Here’s an interesting project that I found completely by accident. A kind correspondent/listener who sensed I was down and wanted to cheer me up sent me a link to the Crimson Dark web comic. It looked interesting but I wasn’t in the moode to start at the beginning on such a thing right now. What I did think was interesting was the ad box, which had a little money value on it that said “You’re ad right here, $0.80” or whatever the value was. I followed the link, which took me to Project Wonderful.
It’s got an interesting bidding mechanism for placing banner ads. It’s kind of like combining Adsense with eBay. You place a bid for a banner ad on a site, and for the duration that you are the highest bidder your ad shows. I’ve been thinking I need to start doing advertising for AmigoFish and rather than doing Adsense, I figured I might as well start with this. Thus far, it seems like an interesting experiment.

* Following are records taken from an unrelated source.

//! Helpers used by the plot-generation workflow: prompt templates and
//! run-id extraction from agent output.

use std::path::{Path, PathBuf};

use anyhow::Context as _;
use serde_json::Value;

/// Substitute `$1`..`$9` with positional arguments and `$ARGUMENTS` with all
/// of them joined by a single space. A positional token with no matching
/// argument, and any other `$` sequence, is left as written.
pub fn render_template(text: &str, args: &[String]) -> String {
  let mut out = String::with_capacity(text.len());
  let mut rest = text;

  while let Some(pos) = rest.find('$') {
    out.push_str(&rest[..pos]);
    let after = &rest[pos + 1..];

    if let Some(tail) = after.strip_prefix("ARGUMENTS") {
      out.push_str(&args.join(" "));
      rest = tail;
      continue;
    }

    let positional = after
      .chars()
      .next()
      .and_then(|c| c.to_digit(10))
      .filter(|&d| d >= 1);
    match positional.and_then(|d| args.get(d as usize - 1)) {
      Some(arg) => {
        out.push_str(arg);
        // Digits are one byte.
        rest = &after[1..];
      }
      None => {
        out.push('$');
        rest = after;
      }
    }
  }

  out.push_str(rest);
  out
}

/// Resolve a template name inside `dir`. Names without an extension get
/// `.md` appended.
pub fn template_path(dir: &Path, name: &str) -> PathBuf {
  if Path::new(name).extension().is_some() {
    dir.join(name)
  } else {
    dir.join(format!("{name}.md"))
  }
}

pub fn load_template(dir: &Path, name: &str) -> anyhow::Result<String> {
  let path = template_path(dir, name);
  std::fs::read_to_string(&path)
    .with_context(|| format!("failed to read template {}", path.display()))
}

/// Pull `run_id` out of a JSON object printed by a workflow step.
///
/// The whole output is tried first; failing that, the last line that parses
/// as an object is used. String and numeric ids are accepted, numbers are
/// returned in their decimal form.
pub fn parse_run_id(stdout: &str) -> Option<String> {
  let trimmed = stdout.trim();
  let object = as_object(trimmed)
    .or_else(|| trimmed.lines().rev().find_map(|line| as_object(line.trim())))?;

  match object.get("run_id")? {
    Value::String(s) => Some(s.clone()),
    Value::Number(n) => Some(n.to_string()),
    _ => None,
  }
}

fn as_object(text: &str) -> Option<Value> {
  match serde_json::from_str::<Value>(text) {
    Ok(value @ Value::Object(_)) => Some(value),
    _ => None,
  }
}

I put some money in an account, fixed me up some 117X30 pixels banner ads (learning how to create animated GIFs with Graphic Converter for the first time) and let it rip. I put in bids on most of the ads with the tag “podcast” in the system. Some are working better than others, but thus far I’m getting a way better cost per click than anything I’d have been able to have got via AdSense. I’ll do that too, but I’m having fun fiddling with it at this point. I like the mechanism, and it seems like a really good way to extract value for content creators.

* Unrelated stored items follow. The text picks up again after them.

//! Spec: the library-independent description of a chart.

use chrono::{DateTime, Utc};
use serde::{Deserialize, Serialize};
use serde_json::Value;
use uuid::Uuid;

use crate::{Error, Result, history::History, tags::Tags};

/// A plot specification, e.g. `bar-grouped`.
#[derive(Debug, Clone, PartialEq, Serialize, Deserialize)]
pub struct Spec {
  pub id:         Uuid,
  /// Lowercase, hyphen-separated, unique.
  pub slug:       String,
  /// Upstream tracking ticket.
  pub issue:      Option<i64>,
  /// Markdown body.
  pub content:    String,
  pub tags:       Tags,
  /// One event per mutation of `content`, `tags` or `issue`.
  pub updates:    History,
  pub created_at: DateTime<Utc>,
  pub updated_at: DateTime<Utc>,
}

/// Input to [`crate::store::CatalogStore::create_spec`].
#[derive(Debug, Clone, Default)]
pub struct NewSpec {
  pub slug:    String,
  pub content: String,
  pub tags:    Tags,
  pub issue:   Option<i64>,
}

impl NewSpec {
  pub fn new(slug: impl Into<String>, content: impl Into<String>, tags: Tags) -> Self {
    Self {
      slug: slug.into(),
      content: content.into(),
      tags,
      issue: None,
    }
  }

  pub fn validate(&self) -> Result<()> { validate_slug(&self.slug) }
}

/// Checks the `[a-z0-9]+(-[a-z0-9]+)*` slug shape.
pub fn validate_slug(slug: &str) -> Result<()> {
  let well_formed = !slug.is_empty()
    && slug
      .split('-')
      .all(|part| !part.is_empty() && part.bytes().all(|b| b.is_ascii_lowercase() || b.is_ascii_digit()));
  if !well_formed {
    return Err(Error::invariant(
      "slug",
      format!("{slug:?} must be lowercase words separated by single hyphens"),
    ));
  }
  Ok(())
}

// ─── Patch ───────────────────────────────────────────────────────────────────

/// A partial update for [`crate::store::CatalogStore::update_spec`].
///
/// `None` leaves a field untouched; `issue: Some(None)` clears the issue.
#[derive(Debug, Clone, Default, PartialEq)]
pub struct SpecPatch {
  pub content: Option<String>,
  pub tags:    Option<Tags>,
  pub issue:   Option<Option<i64>>,
  /// Free-text message stored on the resulting event.
  pub reason:  Option<String>,
}

impl SpecPatch {
  /// Parse a JSON patch object such as `{"content": "...", "reason": "..."}`.
  pub fn from_json(value: &Value) -> Result<Self> {
    let Value::Object(obj) = value else {
      return Err(Error::invariant("patch", "expected a JSON object"));
    };

    let mut patch = Self::default();
    for (key, v) in obj {
      match key.as_str() {
        "content" => patch.content = Some(string_field(key, v)?),
        "tags" => patch.tags = Some(Tags::from_json(v, "tags")?),
        "issue" => patch.issue = Some(nullable_i64(key, v)?),
        "reason" => patch.reason = nullable_string(key, v)?,
        other => {
          return Err(Error::invariant(other, "not an updatable spec field"));
        }
      }
    }
    Ok(patch)
  }
}

// ─── JSON field helpers ──────────────────────────────────────────────────────

pub(crate) fn string_field(key: &str, v: &Value) -> Result<String> {
  v.as_str()
    .map(str::to_owned)
    .ok_or_else(|| Error::invariant(key, "expected a string"))
}

pub(crate) fn nullable_string(key: &str, v: &Value) -> Result<Option<String>> {
  match v {
    Value::Null => Ok(None),
    other => string_field(key, other).map(Some),
  }
}

pub(crate) fn nullable_i64(key: &str, v: &Value) -> Result<Option<i64>> {
  match v {
    Value::Null => Ok(None),
    other => other
      .as_i64()
      .map(Some)
      .ok_or_else(|| Error::invariant(key, "expected an integer or null")),
  }
}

There are downsides, though. One is that the day I created the account, I signed up to be able to sell advertising. I figure I’ll put something in that dead space in my header and see how it works. At this stage of the game though, you have to be approved before you can sell ads. They say that it will take around two weeks for that approval to happen. It’s been 10 days, and I’ve seen incoming traffic on this site from Project Wonderful admin pages, but still no hookup. I continue to wait impatiently.
The other downside is in the approval side. As an advertiser you can configure it to auto-approve all bids, approve advertisers the first time or every time. It’s much like the options you have as moderator of comments on a blog. I’ve put in a dozen bids to mostly podcast related stuff. Most have been approved, a few are still pending, and one has rejected me. I have no idea why and emailed them to ask why, that’s still pending. I have to say, though, the rejection actually felt kind of personal to me. Although I’m more sanguine now and I’m reaching out to find out what I can do differently to be acceptable, my initial reaction was “What the hell? How dare they reject my ad!” Because of the way it is set up, it just felt like a repudiation. I’d think that usually you reject ads because you find the ad or product objectionable. I’m interested in finding out how my benign little project could offend anyone.
I’ll be following this experiment and will periodically update how it is going. So far, it looks interesting. When I finally get approved, if you want to join in the experiment and put your own banner on here for a while, let’s fire it up. It’s an easy process to join, PayPal them some money and place some bids. This process is banner ads steered by the invisible hand of the marketplace, which is neat by itself. One of the side effects (which could be pleasant or not) is that it does give you a direct and real world metric of the valuation of your web page as an advertising property. Project Wonderful seems to mostly have a lot of webcomics using it currently, and a few are making some reasonable money. I’ll be keeping my eye on this.
Hey Dave,
thanks for this fun to read article. I have made the same experience as you, though I’m not ready to buy adspace before I get my own adbox. It’s been about a month of waiting for me now and I think if they say in their FAQ that it takes about two weeks, they should either work harder or change the FAQ. I haven’t gotten any response to my emails either, which is really disappointing.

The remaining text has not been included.